## Exercise description
Look through the data and write out every line with the word "GeonamesFields" in it.

## Dataset content
= = =

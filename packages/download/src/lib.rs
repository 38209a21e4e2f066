#![cfg_attr(feature = "fail-on-warnings", deny(warnings))]
#![warn(clippy::all, clippy::pedantic, clippy::nursery, clippy::cargo)]
#![allow(clippy::multiple_crate_versions, clippy::cargo_common_metadata)]

//! Fetch-and-extract loop for GeoNames per-country dump archives.
//!
//! Reads `countryInfo.txt`, and for every country code without a local
//! `<download_dir>/<CODE>.zip` downloads `<base_url>/<CODE>.zip` and
//! extracts it into the shared `unzip_dir`. Countries are processed one
//! at a time; a failure only costs the country it happened on.
//!
//! # Usage
//!
//! ```rust,no_run
//! # async fn example() -> Result<(), Box<dyn std::error::Error>> {
//! use geonames_download::fetch_all;
//! use geonames_models::{DownloadConfig, progress::null_progress};
//!
//! let stats = fetch_all(&DownloadConfig::default(), &null_progress()).await?;
//! println!("{} countries, {} downloaded", stats.countries, stats.downloaded);
//! # Ok(())
//! # }
//! ```

pub mod archive;
pub mod fetch;

use std::path::{Path, PathBuf};
use std::sync::Arc;
use std::time::Duration;

use geonames_models::progress::ProgressCallback;
use geonames_models::{COUNTRY_INFO_URL, DownloadConfig, FetchStats, country};

/// Name of the readme every GeoNames archive ships with.
pub const README_FILE_NAME: &str = "readme.txt";

/// Errors from the fetch-and-extract loop.
#[derive(Debug, thiserror::Error)]
pub enum DownloadError {
    /// The reference table is not present locally.
    #[error("{path} does not exist, please download it from {url} to this location", url = COUNTRY_INFO_URL)]
    ReferenceMissing {
        /// Expected location of the reference table.
        path: String,
    },

    /// HTTP client setup error.
    #[error("Fetch error: {0}")]
    Fetch(#[from] fetch::FetchError),

    /// Archive error.
    #[error("Archive error: {0}")]
    Archive(#[from] archive::ArchiveError),

    /// I/O error on the local directories.
    #[error("I/O error at {path}: {source}")]
    Io {
        /// Path that caused the error.
        path: String,
        /// Underlying I/O error.
        source: std::io::Error,
    },

    /// Async task join error.
    #[error("Task join error: {0}")]
    Join(#[from] tokio::task::JoinError),
}

/// Reads the ISO codes of every country row in the reference table.
///
/// # Errors
///
/// Returns [`DownloadError::ReferenceMissing`] if the file does not exist,
/// or an I/O error if it cannot be read.
pub fn read_country_codes(reference_file: &Path) -> Result<Vec<String>, DownloadError> {
    if !reference_file.is_file() {
        return Err(DownloadError::ReferenceMissing {
            path: reference_file.display().to_string(),
        });
    }

    let contents = std::fs::read_to_string(reference_file).map_err(|e| DownloadError::Io {
        path: reference_file.display().to_string(),
        source: e,
    })?;

    Ok(contents
        .lines()
        .filter_map(country::iso_code)
        .map(str::to_string)
        .collect())
}

/// Local path of a country's archive.
#[must_use]
pub fn archive_path(download_dir: &Path, iso_code: &str) -> PathBuf {
    download_dir.join(format!("{iso_code}.zip"))
}

/// Runs the fetch-and-extract loop.
///
/// 1. Optionally empties both output directories (`reset`)
/// 2. Skips every code whose archive already exists (no network call)
/// 3. Downloads and extracts the rest, logging and skipping failures
/// 4. Removes `readme.txt` from the extraction folder
///
/// # Errors
///
/// Returns an error if the reference table is missing, the output
/// directories cannot be prepared, or the HTTP client cannot be built.
/// Per-country failures are counted in [`FetchStats`] instead.
pub async fn fetch_all(
    config: &DownloadConfig,
    progress: &Arc<dyn ProgressCallback>,
) -> Result<FetchStats, DownloadError> {
    let codes = read_country_codes(&config.reference_file)?;

    if config.reset {
        reset_dir(&config.download_dir)?;
        reset_dir(&config.unzip_dir)?;
    }
    ensure_dir(&config.download_dir)?;
    ensure_dir(&config.unzip_dir)?;

    let client = fetch::build_client(Duration::from_secs(config.timeout_secs))?;
    let mut stats = FetchStats::default();

    progress.set_total(codes.len() as u64);

    for code in &codes {
        stats.countries += 1;
        progress.set_message(code.clone());

        let dest = archive_path(&config.download_dir, code);
        if dest.is_file() {
            log::debug!("{} already present, skipping", dest.display());
            stats.skipped += 1;
            progress.inc(1);
            continue;
        }

        let url = fetch::archive_url(&config.base_url, code);
        if let Err(e) = fetch::download_file(&client, &url, &dest).await {
            log::warn!("Failed to download {url}: {e}");
            if dest.exists() {
                if let Err(e) = tokio::fs::remove_file(&dest).await {
                    log::warn!("  could not remove partial {}: {e}", dest.display());
                }
            }
            stats.failed_downloads += 1;
            progress.inc(1);
            continue;
        }
        stats.downloaded += 1;

        log::info!(
            "  Unzipping {} to {}",
            dest.display(),
            config.unzip_dir.display()
        );

        let unzip_dir = config.unzip_dir.clone();
        let extracted =
            tokio::task::spawn_blocking(move || archive::extract_zip(&dest, &unzip_dir)).await?;

        match extracted {
            Ok(count) => stats.extracted_entries += count,
            Err(e) => {
                log::warn!("  {e}");
                stats.invalid_archives += 1;
            }
        }

        progress.inc(1);
    }

    remove_readme(&config.unzip_dir)?;

    log::info!("Number of countries processed: {}", stats.countries);
    progress.finish(format!(
        "{} countries ({} downloaded, {} skipped)",
        stats.countries, stats.downloaded, stats.skipped
    ));

    Ok(stats)
}

/// Deletes the GeoNames readme from the extraction folder, if present.
fn remove_readme(unzip_dir: &Path) -> Result<(), DownloadError> {
    let readme = unzip_dir.join(README_FILE_NAME);
    if readme.is_file() {
        std::fs::remove_file(&readme).map_err(|e| DownloadError::Io {
            path: readme.display().to_string(),
            source: e,
        })?;
        log::debug!("Removed {}", readme.display());
    }
    Ok(())
}
//! Tantivy index schema for GeoNames documents.
//!
//! Documents carry an open-ended set of fields (metadata keys are copied
//! verbatim), so everything except a few search handles goes into one
//! JSON field.

use tantivy::schema::{
    Field, IndexRecordOption, JsonObjectOptions, STORED, STRING, Schema, TEXT, TextFieldIndexing,
};

/// Names of all fields in the schema.
pub struct FieldNames;

impl FieldNames {
    /// Record id, exact match.
    pub const ID: &'static str = "id";
    /// `country`, `area`, or the item type for datastreams.
    pub const RECORD_TYPE: &'static str = "record_type";
    /// Tokenized `dc_title`.
    pub const TITLE: &'static str = "title";
    /// Every document field as a JSON object of string arrays.
    pub const FIELDS: &'static str = "fields";
}

/// All resolved field handles.
#[derive(Debug, Clone)]
pub struct GeonamesFields {
    /// Record id.
    pub id: Field,
    /// Record type.
    pub record_type: Field,
    /// Title.
    pub title: Field,
    /// Dynamic document fields.
    pub fields: Field,
}

impl GeonamesFields {
    /// Resolves field handles from a schema.
    ///
    /// # Errors
    ///
    /// Returns an error if the schema was not built by [`build_schema`].
    pub fn from_schema(schema: &Schema) -> tantivy::Result<Self> {
        Ok(Self {
            id: schema.get_field(FieldNames::ID)?,
            record_type: schema.get_field(FieldNames::RECORD_TYPE)?,
            title: schema.get_field(FieldNames::TITLE)?,
            fields: schema.get_field(FieldNames::FIELDS)?,
        })
    }
}

/// Builds the schema:
/// - `id` STRING + stored
/// - `record_type` STRING + stored
/// - `title` TEXT + stored
/// - `fields` JSON, tokenized + stored
#[must_use]
pub fn build_schema() -> Schema {
    let mut builder = Schema::builder();

    builder.add_text_field(FieldNames::ID, STRING | STORED);
    builder.add_text_field(FieldNames::RECORD_TYPE, STRING | STORED);
    builder.add_text_field(FieldNames::TITLE, TEXT | STORED);

    let json_options = JsonObjectOptions::default().set_stored().set_indexing_options(
        TextFieldIndexing::default()
            .set_tokenizer("default")
            .set_index_option(IndexRecordOption::WithFreqsAndPositions),
    );
    builder.add_json_field(FieldNames::FIELDS, json_options);

    builder.build()
}
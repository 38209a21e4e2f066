//! Parsing for the GeoNames `countryInfo.txt` reference table.
//!
//! The table is tab-separated with one country per line. Lines starting
//! with `#` are comments, except the `#ISO\t...` line which names the
//! columns.

use std::io::BufRead;

/// Prefix of the comment line that carries the column names.
const HEADER_PREFIX: &str = "#ISO\t";

/// Column holding the two-letter ISO code.
pub const ISO_COLUMN: &str = "ISO";

/// Column holding the country's display name.
pub const COUNTRY_COLUMN: &str = "Country";

/// Column holding the country's own geoname id.
pub const GEONAME_ID_COLUMN: &str = "geonameid";

/// Returns `true` for lines that carry no country row.
#[must_use]
pub fn is_comment(line: &str) -> bool {
    line.starts_with('#') || line.trim().is_empty()
}

/// Extracts the ISO code (first column) from a data line.
///
/// Returns `None` for comment and blank lines.
#[must_use]
pub fn iso_code(line: &str) -> Option<&str> {
    if is_comment(line) {
        return None;
    }
    line.split('\t')
        .next()
        .map(str::trim)
        .filter(|code| !code.is_empty())
}

/// Normalises the `#ISO\t...` header line into column names.
///
/// The leading `#` is dropped, any column starting with `Area` becomes
/// `AreaInSqKm`, and remaining names are trimmed with spaces replaced by
/// underscores.
#[must_use]
pub fn parse_header(line: &str) -> Vec<String> {
    let line = line.strip_prefix('#').unwrap_or(line);
    line.trim_end_matches(['\r', '\n'])
        .split('\t')
        .map(|name| {
            if name.starts_with("Area") {
                "AreaInSqKm".to_string()
            } else {
                name.trim().replace(' ', "_")
            }
        })
        .collect()
}

/// One data row of the reference table, paired with the header names.
#[derive(Debug, Clone, PartialEq, Eq)]
pub struct CountryRow {
    values: Vec<(String, String)>,
}

impl CountryRow {
    /// The row's ISO code, or `""` if the column is absent.
    #[must_use]
    pub fn iso_code(&self) -> &str {
        self.value(ISO_COLUMN).unwrap_or("")
    }

    /// The row's country name, or `""` if the column is absent.
    #[must_use]
    pub fn country_name(&self) -> &str {
        self.value(COUNTRY_COLUMN).unwrap_or("")
    }

    /// The row's geoname id, if present and non-empty.
    #[must_use]
    pub fn geoname_id(&self) -> Option<&str> {
        self.value(GEONAME_ID_COLUMN).filter(|id| !id.is_empty())
    }

    /// Looks up a value by normalised column name.
    #[must_use]
    pub fn value(&self, column: &str) -> Option<&str> {
        self.values
            .iter()
            .find(|(name, _)| name == column)
            .map(|(_, value)| value.as_str())
    }

    /// Column/value pairs in table order.
    pub fn columns(&self) -> impl Iterator<Item = (&str, &str)> {
        self.values.iter().map(|(k, v)| (k.as_str(), v.as_str()))
    }
}

/// The parsed reference table.
#[derive(Debug, Clone, Default)]
pub struct CountryTable {
    /// Normalised column names from the `#ISO` header line.
    pub header: Vec<String>,
    /// Data rows that followed the header.
    pub rows: Vec<CountryRow>,
}

impl CountryTable {
    /// Reads the table from a line source.
    ///
    /// Rows are only collected after the header line has been seen. Values
    /// beyond the last header column are dropped.
    ///
    /// # Errors
    ///
    /// Returns an I/O error if a line cannot be read.
    pub fn parse(reader: impl BufRead) -> std::io::Result<Self> {
        let mut table = Self::default();
        let mut in_body = false;

        for line in reader.lines() {
            let line = line?;
            let line = line.trim_end_matches('\r');

            if line.starts_with(HEADER_PREFIX) {
                table.header = parse_header(line);
                in_body = true;
                continue;
            }
            if !in_body || is_comment(line) {
                continue;
            }

            let values = table
                .header
                .iter()
                .cloned()
                .zip(line.split('\t').map(str::to_string))
                .collect();
            table.rows.push(CountryRow { values });
        }

        Ok(table)
    }
}
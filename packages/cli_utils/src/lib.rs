#![cfg_attr(feature = "fail-on-warnings", deny(warnings))]
#![warn(clippy::all, clippy::pedantic, clippy::nursery, clippy::cargo)]
#![allow(clippy::multiple_crate_versions, clippy::cargo_common_metadata)]

//! Terminal plumbing for the `geonames` binary.
//!
//! [`IndicatifProgress`] renders [`ProgressCallback`] updates as
//! `indicatif` bars, and [`init_logger`] routes `log` output through
//! `indicatif-log-bridge` so log lines never tear a bar mid-redraw.

use std::sync::Arc;
use std::time::Duration;

use geonames_models::progress::ProgressCallback;
use indicatif::{ProgressBar, ProgressStyle};

pub use indicatif::MultiProgress;

/// Filter used when `RUST_LOG` is not set.
pub const DEFAULT_LOG_FILTER: &str = "info";

/// An `indicatif` [`ProgressBar`] that implements [`ProgressCallback`].
pub struct IndicatifProgress {
    bar: ProgressBar,
    /// Style applied once `set_total()` gives the bar a length.
    bar_style: ProgressStyle,
}

impl IndicatifProgress {
    fn spinner_then_bar(multi: &MultiProgress, message: &str, color: &str) -> Self {
        let bar = multi.add(ProgressBar::new_spinner());
        bar.enable_steady_tick(Duration::from_millis(100));
        bar.set_style(
            ProgressStyle::with_template(&format!("{{spinner:.{color}}} {{msg}}"))
                .unwrap_or_else(|_| ProgressStyle::default_spinner()),
        );
        bar.set_message(message.to_string());

        let bar_style = ProgressStyle::with_template(&format!(
            "  {{msg}} {{wide_bar:.{color}/dim}} {{pos}}/{{len}} {{percent}}% [{{eta}}]"
        ))
        .unwrap_or_else(|_| ProgressStyle::default_bar())
        .progress_chars("##-");

        Self { bar, bar_style }
    }

    /// Bar for per-country work (downloads, harvesting). Starts as a
    /// spinner until the reference table has been read.
    #[must_use]
    pub fn countries_bar(multi: &MultiProgress, message: &str) -> Arc<dyn ProgressCallback> {
        Arc::new(Self::spinner_then_bar(multi, message, "cyan"))
    }

    /// Bar for per-object indexing.
    #[must_use]
    pub fn objects_bar(multi: &MultiProgress, message: &str) -> Arc<dyn ProgressCallback> {
        Arc::new(Self::spinner_then_bar(multi, message, "yellow"))
    }
}

impl ProgressCallback for IndicatifProgress {
    fn set_total(&self, total: u64) {
        self.bar.set_length(total);
        self.bar.set_position(0);
        self.bar.set_style(self.bar_style.clone());
    }

    fn inc(&self, delta: u64) {
        self.bar.inc(delta);
    }

    fn set_message(&self, msg: String) {
        self.bar.set_message(msg);
    }

    fn finish(&self, msg: String) {
        self.bar.finish_with_message(msg);
    }
}

/// Installs `pretty_env_logger` behind `indicatif-log-bridge`.
///
/// The filter comes from `RUST_LOG`, falling back to
/// [`DEFAULT_LOG_FILTER`]. Returns the [`MultiProgress`] every progress
/// bar must be added to.
#[must_use]
pub fn init_logger() -> MultiProgress {
    let multi = MultiProgress::new();

    let mut builder = pretty_env_logger::formatted_builder();
    match std::env::var("RUST_LOG") {
        Ok(filter) => builder.parse_filters(&filter),
        Err(_) => builder.parse_filters(DEFAULT_LOG_FILTER),
    };
    let logger = builder.build();
    let level = logger.filter();

    // Already set when a test installed its own logger.
    indicatif_log_bridge::LogWrapper::new(multi.clone(), logger)
        .try_init()
        .ok();

    log::set_max_level(level);

    multi
}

= = =

## Your solution
pub struct GeonamesFields {
impl GeonamesFields {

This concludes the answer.